◆ Required action
Your answer should show every line of the material below that includes "GpuFence".

= = =

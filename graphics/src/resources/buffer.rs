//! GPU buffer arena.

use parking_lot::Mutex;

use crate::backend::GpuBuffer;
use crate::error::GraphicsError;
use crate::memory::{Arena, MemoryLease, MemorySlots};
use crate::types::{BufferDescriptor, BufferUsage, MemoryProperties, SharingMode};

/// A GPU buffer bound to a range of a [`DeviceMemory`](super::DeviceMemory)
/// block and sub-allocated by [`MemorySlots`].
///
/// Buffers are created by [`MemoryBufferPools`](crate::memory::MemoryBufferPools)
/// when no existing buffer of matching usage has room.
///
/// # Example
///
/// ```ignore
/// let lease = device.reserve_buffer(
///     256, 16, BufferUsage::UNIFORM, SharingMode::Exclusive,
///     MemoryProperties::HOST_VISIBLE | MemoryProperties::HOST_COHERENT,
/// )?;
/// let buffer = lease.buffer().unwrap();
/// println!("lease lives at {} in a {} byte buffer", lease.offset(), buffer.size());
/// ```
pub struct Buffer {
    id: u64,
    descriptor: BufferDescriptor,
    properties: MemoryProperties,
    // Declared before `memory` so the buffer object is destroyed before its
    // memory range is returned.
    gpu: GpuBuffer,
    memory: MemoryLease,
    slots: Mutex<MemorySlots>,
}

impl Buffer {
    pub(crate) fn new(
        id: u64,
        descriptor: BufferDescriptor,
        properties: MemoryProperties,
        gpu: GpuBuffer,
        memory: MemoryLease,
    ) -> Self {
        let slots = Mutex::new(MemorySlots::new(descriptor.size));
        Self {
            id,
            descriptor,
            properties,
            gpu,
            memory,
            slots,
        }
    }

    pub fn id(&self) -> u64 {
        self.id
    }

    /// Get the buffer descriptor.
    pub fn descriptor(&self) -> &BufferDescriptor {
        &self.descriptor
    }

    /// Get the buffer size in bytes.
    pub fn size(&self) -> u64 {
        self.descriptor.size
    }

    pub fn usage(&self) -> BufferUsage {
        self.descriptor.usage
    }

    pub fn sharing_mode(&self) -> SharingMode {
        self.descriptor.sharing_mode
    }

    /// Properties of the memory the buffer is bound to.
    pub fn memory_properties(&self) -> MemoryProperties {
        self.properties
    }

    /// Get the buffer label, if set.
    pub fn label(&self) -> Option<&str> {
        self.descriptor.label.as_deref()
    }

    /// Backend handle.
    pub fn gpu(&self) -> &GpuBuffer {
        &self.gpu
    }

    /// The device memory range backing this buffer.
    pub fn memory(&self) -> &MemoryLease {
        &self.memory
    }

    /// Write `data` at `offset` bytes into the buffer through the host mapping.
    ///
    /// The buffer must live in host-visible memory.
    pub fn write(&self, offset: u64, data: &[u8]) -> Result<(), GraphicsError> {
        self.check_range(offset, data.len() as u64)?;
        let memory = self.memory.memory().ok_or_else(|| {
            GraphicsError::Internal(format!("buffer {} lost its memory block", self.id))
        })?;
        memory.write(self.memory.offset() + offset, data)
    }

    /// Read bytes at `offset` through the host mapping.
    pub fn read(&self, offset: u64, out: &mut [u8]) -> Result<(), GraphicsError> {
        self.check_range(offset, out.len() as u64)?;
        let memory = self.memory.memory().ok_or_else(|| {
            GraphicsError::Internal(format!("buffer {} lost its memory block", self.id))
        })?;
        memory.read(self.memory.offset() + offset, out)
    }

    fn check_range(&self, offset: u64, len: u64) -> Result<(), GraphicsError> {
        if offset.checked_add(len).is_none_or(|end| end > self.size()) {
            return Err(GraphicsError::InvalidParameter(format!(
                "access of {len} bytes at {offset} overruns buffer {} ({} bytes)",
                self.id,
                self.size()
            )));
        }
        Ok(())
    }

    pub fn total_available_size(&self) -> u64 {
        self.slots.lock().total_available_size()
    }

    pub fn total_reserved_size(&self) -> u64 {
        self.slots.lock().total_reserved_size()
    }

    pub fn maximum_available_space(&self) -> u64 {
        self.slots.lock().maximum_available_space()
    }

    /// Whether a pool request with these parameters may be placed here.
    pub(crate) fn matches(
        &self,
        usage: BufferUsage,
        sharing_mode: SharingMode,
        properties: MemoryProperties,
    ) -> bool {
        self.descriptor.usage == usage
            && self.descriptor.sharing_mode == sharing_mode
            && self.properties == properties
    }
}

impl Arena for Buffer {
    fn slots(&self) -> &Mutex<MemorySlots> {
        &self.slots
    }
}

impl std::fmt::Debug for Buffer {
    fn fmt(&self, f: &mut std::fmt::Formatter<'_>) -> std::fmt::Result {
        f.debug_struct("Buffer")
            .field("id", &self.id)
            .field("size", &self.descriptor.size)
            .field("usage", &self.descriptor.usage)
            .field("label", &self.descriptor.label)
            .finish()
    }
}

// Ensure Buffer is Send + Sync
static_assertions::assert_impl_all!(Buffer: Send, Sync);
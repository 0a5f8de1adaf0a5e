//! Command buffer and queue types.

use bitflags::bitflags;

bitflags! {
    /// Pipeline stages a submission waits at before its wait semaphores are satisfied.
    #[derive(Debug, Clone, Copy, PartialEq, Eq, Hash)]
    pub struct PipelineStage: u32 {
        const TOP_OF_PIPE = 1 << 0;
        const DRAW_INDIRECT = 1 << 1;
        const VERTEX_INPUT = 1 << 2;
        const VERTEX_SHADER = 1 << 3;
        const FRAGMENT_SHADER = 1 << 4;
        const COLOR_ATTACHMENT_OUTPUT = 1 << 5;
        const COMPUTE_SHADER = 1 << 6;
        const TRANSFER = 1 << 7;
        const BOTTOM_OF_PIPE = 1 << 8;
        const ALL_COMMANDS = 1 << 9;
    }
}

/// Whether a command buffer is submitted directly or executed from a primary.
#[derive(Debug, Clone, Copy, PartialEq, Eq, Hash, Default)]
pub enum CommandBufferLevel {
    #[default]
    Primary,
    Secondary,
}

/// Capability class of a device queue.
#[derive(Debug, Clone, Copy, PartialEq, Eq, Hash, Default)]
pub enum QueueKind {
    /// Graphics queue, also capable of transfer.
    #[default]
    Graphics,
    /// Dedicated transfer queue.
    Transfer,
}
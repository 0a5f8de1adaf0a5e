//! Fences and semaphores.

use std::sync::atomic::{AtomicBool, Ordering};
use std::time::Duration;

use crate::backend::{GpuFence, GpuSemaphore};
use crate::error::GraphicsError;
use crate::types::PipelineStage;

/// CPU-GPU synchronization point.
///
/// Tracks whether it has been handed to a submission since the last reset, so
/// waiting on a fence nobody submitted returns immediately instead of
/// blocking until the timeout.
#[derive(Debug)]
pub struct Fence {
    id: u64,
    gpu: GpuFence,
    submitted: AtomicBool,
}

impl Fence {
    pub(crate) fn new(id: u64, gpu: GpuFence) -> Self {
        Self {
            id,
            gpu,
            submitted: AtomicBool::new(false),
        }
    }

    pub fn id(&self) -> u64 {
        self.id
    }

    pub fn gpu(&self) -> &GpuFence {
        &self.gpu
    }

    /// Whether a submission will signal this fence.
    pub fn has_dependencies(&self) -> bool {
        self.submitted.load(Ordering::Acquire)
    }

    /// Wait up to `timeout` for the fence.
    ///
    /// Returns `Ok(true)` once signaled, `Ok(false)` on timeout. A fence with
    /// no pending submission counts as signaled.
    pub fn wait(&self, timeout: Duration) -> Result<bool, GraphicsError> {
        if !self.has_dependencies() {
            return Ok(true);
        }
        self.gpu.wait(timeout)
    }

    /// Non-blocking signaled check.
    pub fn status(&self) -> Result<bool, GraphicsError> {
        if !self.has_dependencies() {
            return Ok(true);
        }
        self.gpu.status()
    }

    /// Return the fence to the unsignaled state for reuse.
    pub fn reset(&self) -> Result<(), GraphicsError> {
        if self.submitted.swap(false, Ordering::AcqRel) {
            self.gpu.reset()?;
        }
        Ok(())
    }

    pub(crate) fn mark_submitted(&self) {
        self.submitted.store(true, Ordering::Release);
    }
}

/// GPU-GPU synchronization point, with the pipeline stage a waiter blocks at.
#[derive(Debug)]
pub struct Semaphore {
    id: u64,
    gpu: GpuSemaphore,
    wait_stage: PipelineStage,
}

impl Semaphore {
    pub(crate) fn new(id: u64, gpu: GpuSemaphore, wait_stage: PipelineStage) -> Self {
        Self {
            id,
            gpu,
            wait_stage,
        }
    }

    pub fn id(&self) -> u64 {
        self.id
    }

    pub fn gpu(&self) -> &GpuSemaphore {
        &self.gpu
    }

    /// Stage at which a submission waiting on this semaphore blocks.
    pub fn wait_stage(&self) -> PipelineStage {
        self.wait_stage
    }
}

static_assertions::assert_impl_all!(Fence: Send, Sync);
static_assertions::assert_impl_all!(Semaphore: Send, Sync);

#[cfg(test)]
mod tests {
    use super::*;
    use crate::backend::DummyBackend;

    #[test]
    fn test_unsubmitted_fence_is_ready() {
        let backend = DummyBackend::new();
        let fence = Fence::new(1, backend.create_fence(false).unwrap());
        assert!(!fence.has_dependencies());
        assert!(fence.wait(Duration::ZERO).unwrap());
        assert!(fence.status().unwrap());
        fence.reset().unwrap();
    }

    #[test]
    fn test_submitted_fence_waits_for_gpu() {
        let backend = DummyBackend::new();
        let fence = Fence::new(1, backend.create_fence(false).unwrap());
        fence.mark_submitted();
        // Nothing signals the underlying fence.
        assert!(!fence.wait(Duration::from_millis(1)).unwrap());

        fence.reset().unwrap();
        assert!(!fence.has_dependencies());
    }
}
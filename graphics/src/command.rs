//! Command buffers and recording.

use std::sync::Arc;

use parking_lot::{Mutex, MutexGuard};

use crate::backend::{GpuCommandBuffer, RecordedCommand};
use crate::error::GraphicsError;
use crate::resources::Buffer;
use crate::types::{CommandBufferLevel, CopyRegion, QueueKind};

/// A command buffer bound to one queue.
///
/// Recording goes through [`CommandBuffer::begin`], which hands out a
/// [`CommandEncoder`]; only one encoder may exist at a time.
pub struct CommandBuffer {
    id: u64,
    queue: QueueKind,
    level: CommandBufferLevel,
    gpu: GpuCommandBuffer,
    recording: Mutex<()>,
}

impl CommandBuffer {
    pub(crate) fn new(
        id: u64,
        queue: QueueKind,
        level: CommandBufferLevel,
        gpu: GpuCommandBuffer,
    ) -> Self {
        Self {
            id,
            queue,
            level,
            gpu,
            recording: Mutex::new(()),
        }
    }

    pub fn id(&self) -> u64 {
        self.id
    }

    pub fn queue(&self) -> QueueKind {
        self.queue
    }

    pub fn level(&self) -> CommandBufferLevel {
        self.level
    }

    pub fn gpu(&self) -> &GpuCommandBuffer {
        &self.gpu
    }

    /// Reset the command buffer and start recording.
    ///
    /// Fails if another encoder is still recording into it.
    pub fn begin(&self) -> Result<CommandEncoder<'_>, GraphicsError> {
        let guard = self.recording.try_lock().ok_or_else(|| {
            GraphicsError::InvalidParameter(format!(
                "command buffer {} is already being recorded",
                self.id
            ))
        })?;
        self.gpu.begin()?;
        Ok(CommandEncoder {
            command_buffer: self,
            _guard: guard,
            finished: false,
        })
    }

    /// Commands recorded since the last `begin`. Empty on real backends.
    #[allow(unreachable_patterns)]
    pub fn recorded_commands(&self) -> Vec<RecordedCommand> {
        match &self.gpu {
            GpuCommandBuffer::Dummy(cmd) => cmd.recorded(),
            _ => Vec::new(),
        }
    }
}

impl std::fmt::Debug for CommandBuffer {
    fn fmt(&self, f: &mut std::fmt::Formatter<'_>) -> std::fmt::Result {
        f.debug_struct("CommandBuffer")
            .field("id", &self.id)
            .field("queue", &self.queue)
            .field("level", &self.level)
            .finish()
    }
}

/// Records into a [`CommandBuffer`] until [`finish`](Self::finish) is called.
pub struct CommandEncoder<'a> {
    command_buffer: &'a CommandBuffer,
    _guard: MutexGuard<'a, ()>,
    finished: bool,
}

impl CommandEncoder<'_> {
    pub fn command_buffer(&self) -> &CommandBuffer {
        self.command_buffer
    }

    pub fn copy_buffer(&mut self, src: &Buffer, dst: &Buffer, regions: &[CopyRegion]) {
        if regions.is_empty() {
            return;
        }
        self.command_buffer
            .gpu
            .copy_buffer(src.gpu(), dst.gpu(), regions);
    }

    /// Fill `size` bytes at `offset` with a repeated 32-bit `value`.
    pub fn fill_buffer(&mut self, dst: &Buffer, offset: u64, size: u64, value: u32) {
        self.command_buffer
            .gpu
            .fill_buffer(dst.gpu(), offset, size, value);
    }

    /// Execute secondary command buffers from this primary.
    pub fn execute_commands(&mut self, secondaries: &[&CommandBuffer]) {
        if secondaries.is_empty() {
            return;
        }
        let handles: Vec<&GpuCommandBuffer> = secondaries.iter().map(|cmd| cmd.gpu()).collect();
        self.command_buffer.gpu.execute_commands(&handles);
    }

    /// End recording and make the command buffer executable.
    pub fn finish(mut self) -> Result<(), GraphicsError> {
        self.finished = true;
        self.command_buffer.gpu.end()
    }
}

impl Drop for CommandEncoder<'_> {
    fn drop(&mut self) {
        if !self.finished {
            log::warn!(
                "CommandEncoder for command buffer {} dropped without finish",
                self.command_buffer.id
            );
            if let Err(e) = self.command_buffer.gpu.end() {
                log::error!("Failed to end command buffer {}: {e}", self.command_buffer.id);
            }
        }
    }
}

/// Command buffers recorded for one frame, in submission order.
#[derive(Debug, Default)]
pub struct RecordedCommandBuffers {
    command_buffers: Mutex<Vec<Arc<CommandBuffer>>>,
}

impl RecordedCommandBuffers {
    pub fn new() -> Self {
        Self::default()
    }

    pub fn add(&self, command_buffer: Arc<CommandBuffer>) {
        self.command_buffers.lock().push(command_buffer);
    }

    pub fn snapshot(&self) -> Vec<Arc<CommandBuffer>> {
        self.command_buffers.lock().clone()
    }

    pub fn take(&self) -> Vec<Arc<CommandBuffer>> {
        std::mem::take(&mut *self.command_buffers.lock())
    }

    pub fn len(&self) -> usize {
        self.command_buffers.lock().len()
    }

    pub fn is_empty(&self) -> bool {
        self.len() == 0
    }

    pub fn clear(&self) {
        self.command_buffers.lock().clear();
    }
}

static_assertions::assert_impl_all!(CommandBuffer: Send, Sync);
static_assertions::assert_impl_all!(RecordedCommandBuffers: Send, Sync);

= = =

◆ Response area
use crate::backend::{GpuFence, GpuSemaphore};
    gpu: GpuFence,
    pub(crate) fn new(id: u64, gpu: GpuFence) -> Self {
    pub fn gpu(&self) -> &GpuFence {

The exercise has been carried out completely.